Une volonté de dialogue que « Dominique de Villepin va concrétiser en recevant aujourd’hui des chefs d’entreprise et des jeunes » a tenu à souligner le secrétaire général délégué avant de relever qu’à plusieurs reprises, le Premier ministre avait tendu la main ces derniers jours. Interrogé sur une éventuelle initiative du chef de l’Etat, il a redit « qu’il appartenait au président de la République et à lui seul de déterminer à la fois le ton, les mots et le calendrier de ses interventions ».

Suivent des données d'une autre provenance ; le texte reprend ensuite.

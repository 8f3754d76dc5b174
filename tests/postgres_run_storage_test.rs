//! Runs only when `PIPELINE_POSTGRES_TEST_URL` names a disposable database.
#![cfg(feature = "postgres")]

mod common;

use common::postgres_test_url;
use serde_json::json;
use std::sync::Arc;

use pipeline_coordinator::config_plugin::{ConfigPluginData, ConfigPluginRegistry};
use pipeline_coordinator::constants::plugins::{
    POSTGRES_RUN_STORAGE_MODULE, POSTGRES_RUN_STORAGE_PLUGIN,
};
use pipeline_coordinator::execution::RunConfig;
use pipeline_coordinator::storage::{
    register_postgres_plugins, PipelineRun, PipelineRunStatus, PostgresRunStorage, RunStorage,
};
use pipeline_coordinator::CoordinatorError;

#[tokio::test]
async fn test_postgres_run_storage_lifecycle() {
    let Some(url) = postgres_test_url() else {
        eprintln!("PIPELINE_POSTGRES_TEST_URL not set, skipping");
        return;
    };

    let seeded = PostgresRunStorage::new(&url).await.unwrap();
    seeded
        .add_run(PipelineRun::from_run_config("etl", &RunConfig::new()))
        .await
        .unwrap();
    assert!(!seeded.all_runs().await.unwrap().is_empty());
    drop(seeded);

    let storage = PostgresRunStorage::create_clean_storage(&url).await.unwrap();
    assert!(storage.all_runs().await.unwrap().is_empty());

    let run_config = RunConfig::builder().run_id("pg-run").build().unwrap();
    storage
        .add_run(PipelineRun::from_run_config("etl", &run_config))
        .await
        .unwrap();
    assert!(matches!(
        storage
            .add_run(PipelineRun::from_run_config("etl", &run_config))
            .await,
        Err(CoordinatorError::InvalidParameter(_))
    ));

    storage
        .update_run_status("pg-run", PipelineRunStatus::Success)
        .await
        .unwrap();

    let mut registry = ConfigPluginRegistry::new();
    register_postgres_plugins(&mut registry).unwrap();
    let data = ConfigPluginData::from_config(
        POSTGRES_RUN_STORAGE_MODULE,
        POSTGRES_RUN_STORAGE_PLUGIN,
        &json!({ "postgres_url": url }),
    )
    .unwrap();
    let resolved = registry
        .construct::<Arc<dyn RunStorage>>(&data)
        .await
        .unwrap();

    let stored = resolved.get_run_by_id("pg-run").await.unwrap().unwrap();
    assert_eq!(stored.status, PipelineRunStatus::Success);
    assert_eq!(stored.tags, run_config.tags().clone());

    resolved.wipe().await.unwrap();
    assert!(!storage.has_run("pg-run").await.unwrap());
}
//! # System Constants
//!
//! Stable names shared between the coordination layer, persisted records and the
//! on-disk instance layout. Changing any of these breaks previously persisted
//! instances, so treat them as part of the external interface.

/// Tag holding the run's execution start time (epoch seconds, float).
pub const EXECUTION_TIME_KEY: &str = "execution_epoch_time";

/// Environment variables read by the coordinator
pub mod env {
    /// Selects the default instance base directory.
    pub const HOME_ENV_VAR: &str = "PIPELINE_HOME";
    /// Deployment environment (`development`, `test`, `production`).
    pub const ENVIRONMENT_ENV_VAR: &str = "PIPELINE_ENV";
    /// `json` switches structured log output to JSON lines.
    pub const LOG_FORMAT_ENV_VAR: &str = "PIPELINE_LOG_FORMAT";
    /// Connection URL used by the postgres integration tests.
    pub const POSTGRES_TEST_URL_ENV_VAR: &str = "PIPELINE_POSTGRES_TEST_URL";
}

/// Instance directory layout
pub mod layout {
    /// Instance configuration document looked up in the base directory.
    pub const CONFIG_YAML_FILENAME: &str = "pipeline.yaml";
    pub const HISTORY_DIR: &str = "history";
    pub const RUNS_DIR: &str = "runs";
    pub const STORAGE_DIR: &str = "storage";
    pub const FILES_DIR: &str = "files";
    pub const SCHEDULES_DIR: &str = "schedules";
    pub const COMPUTE_LOGS_DIR: &str = "compute_logs";
    pub const RUNS_DB_FILENAME: &str = "runs.db";
}

/// Serialized identities of the builtin storage plugins
pub mod plugins {
    pub const LOCAL_ARTIFACT_STORAGE_MODULE: &str = "pipeline_coordinator.storage.root";
    pub const LOCAL_ARTIFACT_STORAGE_PLUGIN: &str = "local_artifact_storage_config_plugin";

    pub const SQLITE_RUN_STORAGE_MODULE: &str = "pipeline_coordinator.storage.sqlite_run_storage";
    pub const SQLITE_RUN_STORAGE_PLUGIN: &str = "sqlite_run_storage_config_plugin";

    pub const SQLITE_EVENT_LOG_STORAGE_MODULE: &str = "pipeline_coordinator.storage.event_log";
    pub const SQLITE_EVENT_LOG_STORAGE_PLUGIN: &str = "sqlite_event_log_storage_config_plugin";

    pub const LOCAL_COMPUTE_LOG_MANAGER_MODULE: &str =
        "pipeline_coordinator.storage.local_compute_log_manager";
    pub const LOCAL_COMPUTE_LOG_MANAGER_PLUGIN: &str = "local_compute_log_manager_config_plugin";

    pub const POSTGRES_RUN_STORAGE_MODULE: &str = "pipeline_coordinator_postgres.run_storage";
    pub const POSTGRES_RUN_STORAGE_PLUGIN: &str = "postgres_run_storage_config_plugin";
}

/// Current version written into serialized record envelopes.
pub const SERDES_VERSION: u32 = 1;
//! Configuration Loader
//!
//! Environment-aware lookup of the instance base directory and loading of the
//! optional instance configuration document.

use std::env;
use std::path::{Path, PathBuf};

use tracing::debug;

use super::error::{ConfigResult, ConfigurationError};
use super::InstanceConfigDocument;
use crate::constants::env::{ENVIRONMENT_ENV_VAR, HOME_ENV_VAR};

/// Configuration files larger than this are rejected without being read.
const MAX_CONFIG_FILE_SIZE: u64 = 10 * 1024 * 1024;

pub struct ConfigLoader;

impl ConfigLoader {
    /// Detect the deployment environment, defaulting to `development`.
    pub fn detect_environment() -> String {
        env::var(ENVIRONMENT_ENV_VAR).unwrap_or_else(|_| "development".to_string())
    }

    /// Base directory selected by the home environment variable, if any.
    ///
    /// A variable that is set but empty or not unicode is an error rather than being
    /// silently treated as unset.
    pub fn home_directory() -> ConfigResult<Option<PathBuf>> {
        match env::var(HOME_ENV_VAR) {
            Ok(value) if value.trim().is_empty() => Err(
                ConfigurationError::environment_variable_error(HOME_ENV_VAR, "value is empty"),
            ),
            Ok(value) => Ok(Some(PathBuf::from(value))),
            Err(env::VarError::NotPresent) => Ok(None),
            Err(env::VarError::NotUnicode(_)) => Err(
                ConfigurationError::environment_variable_error(HOME_ENV_VAR, "value is not unicode"),
            ),
        }
    }

    /// Load `base_dir/config_filename`. A missing file yields an empty document.
    pub fn load_instance_document(
        base_dir: &Path,
        config_filename: &str,
    ) -> ConfigResult<InstanceConfigDocument> {
        let path = base_dir.join(config_filename);

        if !path.exists() {
            debug!(
                path = %path.display(),
                "No instance configuration document found, using defaults"
            );
            return Ok(InstanceConfigDocument::default());
        }

        let contents = Self::read_config_file_safely(&path)?;
        Self::parse_instance_document(&contents, &path.display().to_string())
    }

    /// Parse document contents. Empty or `null` documents are equivalent to `{}`.
    pub fn parse_instance_document(
        contents: &str,
        source_name: &str,
    ) -> ConfigResult<InstanceConfigDocument> {
        let value: serde_yaml::Value = serde_yaml::from_str(contents)
            .map_err(|e| ConfigurationError::invalid_yaml(source_name, e))?;

        if value.is_null() {
            return Ok(InstanceConfigDocument::default());
        }

        serde_yaml::from_value(value).map_err(|e| ConfigurationError::invalid_yaml(source_name, e))
    }

    /// Read a configuration file with size and file-type checks
    fn read_config_file_safely(path: &Path) -> ConfigResult<String> {
        let metadata = std::fs::metadata(path)
            .map_err(|e| ConfigurationError::file_read_error(path.display().to_string(), e))?;

        if metadata.len() > MAX_CONFIG_FILE_SIZE {
            return Err(ConfigurationError::invalid_value(
                "file_size",
                metadata.len().to_string(),
                format!(
                    "Configuration file too large ({}MB > {}MB limit)",
                    metadata.len() / (1024 * 1024),
                    MAX_CONFIG_FILE_SIZE / (1024 * 1024)
                ),
            ));
        }

        if !metadata.is_file() {
            return Err(ConfigurationError::invalid_value(
                "file_type",
                "directory or special file",
                "Configuration path must point to a regular file",
            ));
        }

        std::fs::read_to_string(path)
            .map_err(|e| ConfigurationError::file_read_error(path.display().to_string(), e))
    }
}

#[cfg(test)]
mod tests {
    use super::*;
    use crate::constants::layout::CONFIG_YAML_FILENAME;

    #[test]
    fn test_missing_document_is_empty() {
        let dir = tempfile::tempdir().unwrap();
        let document = ConfigLoader::load_instance_document(dir.path(), CONFIG_YAML_FILENAME)
            .unwrap();
        assert_eq!(document, InstanceConfigDocument::default());
    }

    #[test]
    fn test_empty_and_null_documents_are_empty() {
        for contents in ["", "\n", "~", "null"] {
            let document = ConfigLoader::parse_instance_document(contents, "inline").unwrap();
            assert_eq!(document, InstanceConfigDocument::default());
        }
    }

    #[test]
    fn test_parses_slots_and_features() {
        let contents = r#"
run_storage:
  module: some.module
  plugin: some_plugin
  config:
    postgres_url: "postgresql://localhost/test"
features:
  - scheduler
"#;
        let document = ConfigLoader::parse_instance_document(contents, "inline").unwrap();
        let run_storage = document.run_storage.unwrap();
        assert_eq!(run_storage.module, "some.module");
        assert_eq!(run_storage.plugin, "some_plugin");
        assert!(document.local_artifact_storage.is_none());
        assert_eq!(document.features, vec!["scheduler".to_string()]);
    }

    #[test]
    fn test_invalid_yaml_names_source() {
        let error = ConfigLoader::parse_instance_document("run_storage: [unclosed", "broken.yaml")
            .unwrap_err();
        match error {
            ConfigurationError::InvalidYaml { source_name, .. } => {
                assert_eq!(source_name, "broken.yaml")
            }
            other => panic!("unexpected error: {other:?}"),
        }
    }

    #[test]
    fn test_directory_in_place_of_document_is_rejected() {
        let dir = tempfile::tempdir().unwrap();
        std::fs::create_dir(dir.path().join(CONFIG_YAML_FILENAME)).unwrap();

        let error = ConfigLoader::load_instance_document(dir.path(), CONFIG_YAML_FILENAME)
            .unwrap_err();
        assert!(matches!(error, ConfigurationError::InvalidValue { .. }));
    }
}
//! System storage definitions and the requirement checks executors run against them.

use serde::{Deserialize, Serialize};

use crate::constants::env::HOME_ENV_VAR;
use crate::error::{CoordinatorError, Result};
use crate::instance::Instance;

/// How a pipeline passes intermediate values between steps
#[derive(Debug, Clone, PartialEq, Eq, Hash, Serialize, Deserialize)]
pub struct SystemStorageDefinition {
    pub name: String,
    /// Intermediates are written somewhere another process can read them
    pub is_persistent: bool,
}

impl SystemStorageDefinition {
    pub fn new(name: impl Into<String>, is_persistent: bool) -> Self {
        Self {
            name: name.into(),
            is_persistent,
        }
    }

    /// Intermediates kept in process memory
    pub fn in_memory() -> Self {
        Self::new("in_memory", false)
    }

    /// Intermediates written under the instance's artifact storage
    pub fn filesystem() -> Self {
        Self::new("filesystem", true)
    }
}

pub fn check_persistent_storage_requirement(storage_def: &SystemStorageDefinition) -> Result<()> {
    if storage_def.is_persistent {
        return Ok(());
    }

    Err(CoordinatorError::UnmetExecutorRequirement(format!(
        "You have attempted to use a multi process executor while using system storage {} \
         which does not persist intermediates. This means there would be no way to move data \
         between different processes. Configure the pipeline to use persistent system storage \
         such as the filesystem.",
        storage_def.name
    )))
}

pub fn check_non_ephemeral_instance(instance: &Instance) -> Result<()> {
    if !instance.is_ephemeral() {
        return Ok(());
    }

    Err(CoordinatorError::UnmetExecutorRequirement(format!(
        "You have attempted to use a multi process executor with an ephemeral instance. \
         A non-ephemeral instance is needed to coordinate execution between multiple \
         processes. Configure the default instance via ${HOME_ENV_VAR} or pass a persistent \
         instance explicitly."
    )))
}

Pour Luc Chatel, « le retrait du CPE signifierait le statut quo, accepter la fatalité du chômage des jeunes et renoncer à réformer en profondeur un système qui laisse un jeune sur quatre au bord du chemin ». « C’est le système actuel qui est précaire, c’est l’avenir des jeunes qui est en jeu » a-t-il lancé. Et d’insister pour dire que si « l’UMP est solidaire du gouvernement », elle reste attentive à ce « les fils du dialogue soient renoués ». Il s’est réjoui qu’un certain nombre de voix à l’UMP se soient exprimées pour faire des propositions d’assouplissement de nature à lever les inquiétudes et répondre aux interrogations des jeunes.